The role of GH in the control of pituitary and testicular function is poorly understood. GH receptor gene knockout (GHR-KO) mice were recently produced. As these mice are good experimental animals to assess the influence of the effects of GH and insulin-like growth factor-I (IGF-I), the present studies were undertaken. Young adult male GHR-KO mice and their normal siblings were tested for fertility and subsequently injected tip) with saline or GnRH (1 ng/g BW) in saline. Fifteen minutes later, blood was obtained via heart puncture.
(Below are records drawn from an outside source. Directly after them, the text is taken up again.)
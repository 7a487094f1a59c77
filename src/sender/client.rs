use super::transmission::{Endpoint, Transport, TransportResponse};
use crate::config::ClientConfig;
use crate::domain::StackdriverError;
use async_trait::async_trait;
use reqwest::header::{CONTENT_TYPE, HeaderMap, HeaderName, HeaderValue, USER_AGENT};
use reqwest::{Client, ClientBuilder};
use std::sync::Arc;
use std::sync::atomic::{AtomicU64, Ordering};
use std::time::{Duration, Instant};
use tracing::debug;
use url::Url;

pub const API_KEY_HEADER: &str = "x-stackdriver-apikey";

#[derive(Debug, Clone, PartialEq, Eq)]
pub struct DeliveryStats {
    pub total_requests: u64,
    pub successful_requests: u64,
    pub failed_requests: u64,
    pub average_response_time: Duration,
}

#[derive(Debug, Default)]
pub struct ClientStats {
    total_requests: AtomicU64,
    successful_requests: AtomicU64,
    failed_requests: AtomicU64,
    total_response_time: AtomicU64,
}

impl ClientStats {
    pub fn record_request(&self, success: bool, response_time: Duration) {
        self.total_requests.fetch_add(1, Ordering::Relaxed);
        self.total_response_time
            .fetch_add(response_time.as_millis() as u64, Ordering::Relaxed);

        if success {
            self.successful_requests.fetch_add(1, Ordering::Relaxed);
        } else {
            self.failed_requests.fetch_add(1, Ordering::Relaxed);
        }
    }

    pub fn snapshot(&self) -> DeliveryStats {
        let total_requests = self.total_requests.load(Ordering::Relaxed);
        let total_response_time = self.total_response_time.load(Ordering::Relaxed);

        let average_response_time = if total_requests > 0 {
            Duration::from_millis(total_response_time / total_requests)
        } else {
            Duration::ZERO
        };

        DeliveryStats {
            total_requests,
            successful_requests: self.successful_requests.load(Ordering::Relaxed),
            failed_requests: self.failed_requests.load(Ordering::Relaxed),
            average_response_time,
        }
    }
}

#[derive(Debug, Clone)]
struct EndpointUrls {
    custom_metrics: Url,
    annotation_event: Url,
    deploy_event: Url,
}

/// reqwest-backed transport. One instance holds one connection pool, so
/// clone it rather than building a new one per request.
#[derive(Debug, Clone)]
pub struct HttpTransport {
    client: Client,
    config: ClientConfig,
    urls: EndpointUrls,
    stats: Arc<ClientStats>,
}

impl HttpTransport {
    pub fn new(config: ClientConfig) -> Result<Self, StackdriverError> {
        config.validate()?;

        let parse = |raw: &str| {
            raw.parse::<Url>().map_err(|e| {
                StackdriverError::InvalidConfiguration(format!("Invalid endpoint URL {raw}: {e}"))
            })
        };
        let urls = EndpointUrls {
            custom_metrics: parse(&config.endpoints.custom_metrics)?,
            annotation_event: parse(&config.endpoints.annotation_event)?,
            deploy_event: parse(&config.endpoints.deploy_event)?,
        };

        let client = ClientBuilder::new()
            .timeout(config.timeout)
            .connect_timeout(config.connect_timeout)
            .user_agent(&config.user_agent)
            .build()
            .map_err(|e| {
                StackdriverError::InvalidConfiguration(format!("Failed to build HTTP client: {e}"))
            })?;

        Ok(Self {
            client,
            config,
            urls,
            stats: Arc::new(ClientStats::default()),
        })
    }

    pub fn config(&self) -> &ClientConfig {
        &self.config
    }

    pub fn url(&self, endpoint: Endpoint) -> &Url {
        match endpoint {
            Endpoint::CustomMetrics => &self.urls.custom_metrics,
            Endpoint::AnnotationEvent => &self.urls.annotation_event,
            Endpoint::DeployEvent => &self.urls.deploy_event,
        }
    }

    pub fn delivery_stats(&self) -> DeliveryStats {
        self.stats.snapshot()
    }

    pub fn build_headers(&self, api_key: &str) -> Result<HeaderMap, StackdriverError> {
        let mut headers = HeaderMap::new();

        headers.insert(
            USER_AGENT,
            HeaderValue::from_str(&self.config.user_agent).map_err(|e| {
                StackdriverError::InvalidConfiguration(format!("Invalid user agent: {e}"))
            })?,
        );

        headers.insert(CONTENT_TYPE, HeaderValue::from_static("application/json"));

        let mut key = HeaderValue::from_str(api_key).map_err(|e| {
            StackdriverError::InvalidConfiguration(format!("Invalid API key: {e}"))
        })?;
        key.set_sensitive(true);
        headers.insert(HeaderName::from_static(API_KEY_HEADER), key);

        Ok(headers)
    }
}

#[async_trait]
impl Transport for HttpTransport {
    async fn post_json(
        &self,
        endpoint: Endpoint,
        api_key: &str,
        body: Vec<u8>,
    ) -> Result<TransportResponse, StackdriverError> {
        let headers = self.build_headers(api_key)?;
        let url = self.url(endpoint).clone();
        let bytes_sent = body.len();
        let start = Instant::now();

        debug!(%endpoint, %url, bytes_sent, "posting payload to gateway");

        let response = match self.client.post(url).headers(headers).body(body).send().await {
            Ok(response) => response,
            Err(e) => {
                self.stats.record_request(false, start.elapsed());
                return Err(StackdriverError::TransportFailed(e));
            }
        };

        let status = response.status().as_u16();
        let body = response_body(endpoint, status, response.text().await);
        let latency = start.elapsed();

        self.stats.record_request(endpoint.accepts(status), latency);
        debug!(%endpoint, status, ?latency, "gateway responded");

        Ok(TransportResponse { status, body })
    }
}

/// Response body, or an empty string if it could not be read.
fn response_body<E: std::fmt::Display>(
    endpoint: Endpoint,
    status: u16,
    body: Result<String, E>,
) -> String {
    match body {
        Ok(body) => body,
        Err(e) => {
            debug!(%endpoint, status, error = %e, "failed to read gateway response body");
            String::new()
        }
    }
}

#[cfg(test)]
mod tests {
    use super::*;
    use crate::config::Endpoints;

    #[test]
    fn headers_carry_agent_content_type_and_key() {
        let transport = HttpTransport::new(ClientConfig::default()).unwrap();
        let headers = transport.build_headers("secret").unwrap();

        assert_eq!(headers[CONTENT_TYPE], "application/json");
        assert_eq!(headers[API_KEY_HEADER], "secret");
        assert!(headers[API_KEY_HEADER].is_sensitive());
        assert!(
            headers[USER_AGENT]
                .to_str()
                .unwrap()
                .starts_with("Rust Stackdriver API Library/")
        );
    }

    #[test]
    fn unprintable_api_key_is_rejected_locally() {
        let transport = HttpTransport::new(ClientConfig::default()).unwrap();

        assert!(matches!(
            transport.build_headers("bad\nkey"),
            Err(StackdriverError::InvalidConfiguration(_))
        ));
    }

    #[test]
    fn empty_api_key_is_accepted() {
        let transport = HttpTransport::new(ClientConfig::default()).unwrap();
        assert!(transport.build_headers("").is_ok());
    }

    #[test]
    fn urls_follow_configured_endpoints() {
        let config = ClientConfig {
            endpoints: Endpoints::with_base_url("http://localhost:8125"),
            ..Default::default()
        };
        let transport = HttpTransport::new(config).unwrap();

        assert_eq!(
            transport.url(Endpoint::CustomMetrics).as_str(),
            "http://localhost:8125/v1/custom"
        );
        assert_eq!(
            transport.url(Endpoint::DeployEvent).as_str(),
            "http://localhost:8125/v1/deployevent"
        );
    }

    #[test]
    fn invalid_config_fails_construction() {
        let config = ClientConfig {
            timeout: Duration::ZERO,
            ..Default::default()
        };

        assert!(matches!(
            HttpTransport::new(config),
            Err(StackdriverError::Config(_))
        ));
    }

    #[test]
    fn unreadable_body_falls_back_to_empty() {
        let read: Result<String, &str> = Err("connection reset while reading body");
        assert_eq!(response_body(Endpoint::CustomMetrics, 502, read), "");

        let read: Result<String, &str> = Ok("quota exceeded".to_string());
        assert_eq!(
            response_body(Endpoint::CustomMetrics, 429, read),
            "quota exceeded"
        );
    }

    #[test]
    fn stats_average_response_time() {
        let stats = ClientStats::default();
        assert_eq!(stats.snapshot().average_response_time, Duration::ZERO);

        stats.record_request(true, Duration::from_millis(10));
        stats.record_request(false, Duration::from_millis(30));

        let snapshot = stats.snapshot();
        assert_eq!(snapshot.total_requests, 2);
        assert_eq!(snapshot.successful_requests, 1);
        assert_eq!(snapshot.failed_requests, 1);
        assert_eq!(snapshot.average_response_time, Duration::from_millis(20));
    }
}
Plasma IGF-I, PRL, LH, and testosterone concentrations were measured by RLAs. In addition, the testicular testosterone response to LH treatment was evaluated in vitro. The results indicate that the absence of GH receptors (GHRs) was associated with an increase (P < 0.005) in plasma PRL levels, and circulating IGF-I was not detectable. Although the basal plasma LH levels were similar in GHR-KO mice relative to those in their normal siblings, the circulating LH response to GnRH treatment was significantly (P < 0.001) attenuated. Plasma testosterone levels were unaffected by disruption of the GHR gene. However, basal (P < 0.01) and LH-stimulated (P < 0.001)testosterone release from the isolated testes of GHR-KO mice were decreased. The rate of fertility in GHR-KO male mice was also reduced. These results indicate that the lack of GHRs (with GH resistance and lack of IGF-I secretion) induces hyperprolactinemia and alters the effect of GnRH on LH secretion as well as testicular function. Thus, GH and IGF-I influence pituitary and gonadal functions in male mice.